▼
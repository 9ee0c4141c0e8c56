//! core::config
//!
//! Configuration loading.
//!
//! # Overview
//!
//! quarterlog has two configuration scopes sharing one schema
//! ([`FileConfig`]):
//! - **Global**: user-level settings
//! - **Project**: `quarterlog.toml` in the working directory
//!
//! # Precedence
//!
//! Configuration values are resolved in this order (later overrides earlier):
//! 1. Default values
//! 2. Global config file
//! 3. Project config file
//! 4. CLI flags (not handled here)
//!
//! # Global Config Locations
//!
//! Searched in order:
//! 1. `--config <path>` if given (must exist)
//! 2. `$QUARTERLOG_CONFIG` if set
//! 3. `$XDG_CONFIG_HOME/quarterlog/config.toml`
//! 4. `~/.quarterlog/config.toml`
//!
//! # Example
//!
//! ```no_run
//! use quarterlog::core::config::Config;
//! use std::path::Path;
//!
//! let config = Config::load(Path::new("."), None).unwrap();
//! println!("API base: {}", config.api_base());
//! println!("Output: {}", config.output().display());
//! ```

pub mod schema;

pub use schema::FileConfig;

use std::fs;
use std::path::{Path, PathBuf};

use thiserror::Error;

use crate::changelog::LinkStyle;
use crate::core::types::RepoSlug;
use crate::forge::github::{DEFAULT_API_BASE, DEFAULT_USER_AGENT};

/// Name of the project config file.
pub const PROJECT_CONFIG_FILE: &str = "quarterlog.toml";

/// Default token file, relative to the working directory.
pub const DEFAULT_TOKEN_FILE: &str = "access_token.txt";

/// Default output file, relative to the working directory.
pub const DEFAULT_OUTPUT: &str = "output.md";

/// Errors from configuration operations.
#[derive(Debug, Error)]
pub enum ConfigError {
    #[error("failed to read config file '{path}'")]
    ReadError {
        path: PathBuf,
        source: std::io::Error,
    },

    #[error("failed to parse config file '{path}': {message}")]
    ParseError { path: PathBuf, message: String },

    #[error("config file '{0}' does not exist")]
    Missing(PathBuf),

    #[error("invalid config value: {0}")]
    InvalidValue(String),
}

/// Merged configuration from all sources.
///
/// Accessors apply precedence and defaults. Project config overrides global
/// config.
#[derive(Debug, Clone, Default)]
pub struct Config {
    /// Global configuration
    pub global: FileConfig,
    /// Project configuration (if present)
    pub project: Option<FileConfig>,
    /// Path to the global config file (if loaded)
    global_path: Option<PathBuf>,
    /// Path to the project config file (if loaded)
    project_path: Option<PathBuf>,
}

impl Config {
    /// Load configuration for a run in `cwd`.
    ///
    /// `explicit` replaces the global search with a single required file.
    ///
    /// # Errors
    ///
    /// Returns an error if a config file exists but cannot be read, parsed or
    /// validated, or if `explicit` names a missing file. Missing files in the
    /// default locations are not an error.
    pub fn load(cwd: &Path, explicit: Option<&Path>) -> Result<Config, ConfigError> {
        let (global, global_path) = match explicit {
            Some(path) => {
                if !path.exists() {
                    return Err(ConfigError::Missing(path.to_path_buf()));
                }
                (Self::read_config(path)?, Some(path.to_path_buf()))
            }
            None => Self::load_global()?,
        };

        let project_file = cwd.join(PROJECT_CONFIG_FILE);
        let (project, project_path) = if project_file.exists() {
            (Some(Self::read_config(&project_file)?), Some(project_file))
        } else {
            (None, None)
        };

        global.validate()?;
        if let Some(ref p) = project {
            p.validate()?;
        }

        Ok(Config {
            global,
            project,
            global_path,
            project_path,
        })
    }

    /// Load global configuration from standard locations.
    fn load_global() -> Result<(FileConfig, Option<PathBuf>), ConfigError> {
        // 1. Check $QUARTERLOG_CONFIG
        if let Ok(path) = std::env::var("QUARTERLOG_CONFIG") {
            let path = PathBuf::from(path);
            if path.exists() {
                let config = Self::read_config(&path)?;
                return Ok((config, Some(path)));
            }
        }

        // 2. Check $XDG_CONFIG_HOME/quarterlog/config.toml
        if let Ok(xdg_home) = std::env::var("XDG_CONFIG_HOME") {
            let path = PathBuf::from(xdg_home).join("quarterlog/config.toml");
            if path.exists() {
                let config = Self::read_config(&path)?;
                return Ok((config, Some(path)));
            }
        }

        // 3. Check ~/.quarterlog/config.toml
        if let Some(home) = dirs::home_dir() {
            let path = home.join(".quarterlog/config.toml");
            if path.exists() {
                let config = Self::read_config(&path)?;
                return Ok((config, Some(path)));
            }
        }

        Ok((FileConfig::default(), None))
    }

    /// Read and parse a config file.
    fn read_config(path: &Path) -> Result<FileConfig, ConfigError> {
        let contents = fs::read_to_string(path).map_err(|e| ConfigError::ReadError {
            path: path.to_path_buf(),
            source: e,
        })?;

        toml::from_str(&contents).map_err(|e| ConfigError::ParseError {
            path: path.to_path_buf(),
            message: e.to_string(),
        })
    }

    /// Global and project config merged, without defaults applied.
    pub fn effective(&self) -> FileConfig {
        match &self.project {
            Some(project) => self.global.merged_with(project),
            None => self.global.clone(),
        }
    }

    /// Path of the loaded global config file, if any.
    pub fn global_path(&self) -> Option<&Path> {
        self.global_path.as_deref()
    }

    /// Path of the loaded project config file, if any.
    pub fn project_path(&self) -> Option<&Path> {
        self.project_path.as_deref()
    }

    /// Configured repository. Validated at load time.
    pub fn repo(&self) -> Option<RepoSlug> {
        self.effective().repo.and_then(|r| r.parse().ok())
    }

    /// API base URL without a trailing slash.
    pub fn api_base(&self) -> String {
        self.effective()
            .api_base
            .unwrap_or_else(|| DEFAULT_API_BASE.to_string())
            .trim_end_matches('/')
            .to_string()
    }

    /// Token file path (may not exist).
    pub fn token_file(&self) -> PathBuf {
        self.effective()
            .token_file
            .unwrap_or_else(|| PathBuf::from(DEFAULT_TOKEN_FILE))
    }

    /// Output path; `-` means stdout.
    pub fn output(&self) -> PathBuf {
        self.effective()
            .output
            .unwrap_or_else(|| PathBuf::from(DEFAULT_OUTPUT))
    }

    pub fn link_style(&self) -> LinkStyle {
        self.effective().link_style.unwrap_or_default()
    }

    pub fn user_agent(&self) -> String {
        self.effective()
            .user_agent
            .unwrap_or_else(|| DEFAULT_USER_AGENT.to_string())
    }
}

#[cfg(test)]
mod tests {
    use super::*;
    use std::io::Write;
    use tempfile::TempDir;

    fn write(dir: &Path, name: &str, contents: &str) -> PathBuf {
        let path = dir.join(name);
        let mut file = fs::File::create(&path).unwrap();
        file.write_all(contents.as_bytes()).unwrap();
        path
    }

    #[test]
    fn defaults_when_nothing_set() {
        let config = Config::default();
        assert_eq!(config.api_base(), "https://api.github.com");
        assert_eq!(config.token_file(), PathBuf::from("access_token.txt"));
        assert_eq!(config.output(), PathBuf::from("output.md"));
        assert_eq!(config.link_style(), LinkStyle::Plain);
        assert_eq!(config.user_agent(), "quarterlog-cli");
        assert!(config.repo().is_none());
    }

    #[test]
    fn explicit_file_and_project_file_merge() {
        let dir = TempDir::new().unwrap();
        let global = write(
            dir.path(),
            "global.toml",
            "repo = \"a/b\"\noutput = \"global.md\"\napi_base = \"https://ghe.test/api/v3/\"\n",
        );
        write(dir.path(), PROJECT_CONFIG_FILE, "output = \"project.md\"\n");

        let config = Config::load(dir.path(), Some(&global)).unwrap();
        assert_eq!(config.repo().unwrap().to_string(), "a/b");
        assert_eq!(config.output(), PathBuf::from("project.md"));
        assert_eq!(config.api_base(), "https://ghe.test/api/v3");
        assert_eq!(config.global_path(), Some(global.as_path()));
        assert_eq!(
            config.project_path(),
            Some(dir.path().join(PROJECT_CONFIG_FILE).as_path())
        );
    }

    #[test]
    fn explicit_missing_file_is_error() {
        let dir = TempDir::new().unwrap();
        let missing = dir.path().join("nope.toml");
        assert!(matches!(
            Config::load(dir.path(), Some(&missing)),
            Err(ConfigError::Missing(_))
        ));
    }

    #[test]
    fn invalid_project_file_is_error() {
        let dir = TempDir::new().unwrap();
        let global = write(dir.path(), "global.toml", "");
        write(dir.path(), PROJECT_CONFIG_FILE, "repo = \"bad\"\n");
        assert!(matches!(
            Config::load(dir.path(), Some(&global)),
            Err(ConfigError::InvalidValue(_))
        ));
    }

    #[test]
    fn unparseable_file_is_error() {
        let dir = TempDir::new().unwrap();
        let global = write(dir.path(), "global.toml", "repo = ");
        assert!(matches!(
            Config::load(dir.path(), Some(&global)),
            Err(ConfigError::ParseError { .. })
        ));
    }

    #[test]
    fn unreadable_file_keeps_io_error_as_source() {
        let dir = TempDir::new().unwrap();
        let global = dir.path().join("global.toml");
        fs::create_dir(&global).unwrap();

        let err = Config::load(dir.path(), Some(&global)).unwrap_err();
        assert!(matches!(err, ConfigError::ReadError { .. }));
        assert_eq!(
            err.to_string(),
            format!("failed to read config file '{}'", global.display())
        );
        assert!(std::error::Error::source(&err).is_some());
    }
}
▲
• The problem
Extract from the material all lines containing the string "InvalidValue".

• Answer box
    InvalidValue(String),
            Err(ConfigError::InvalidValue(_))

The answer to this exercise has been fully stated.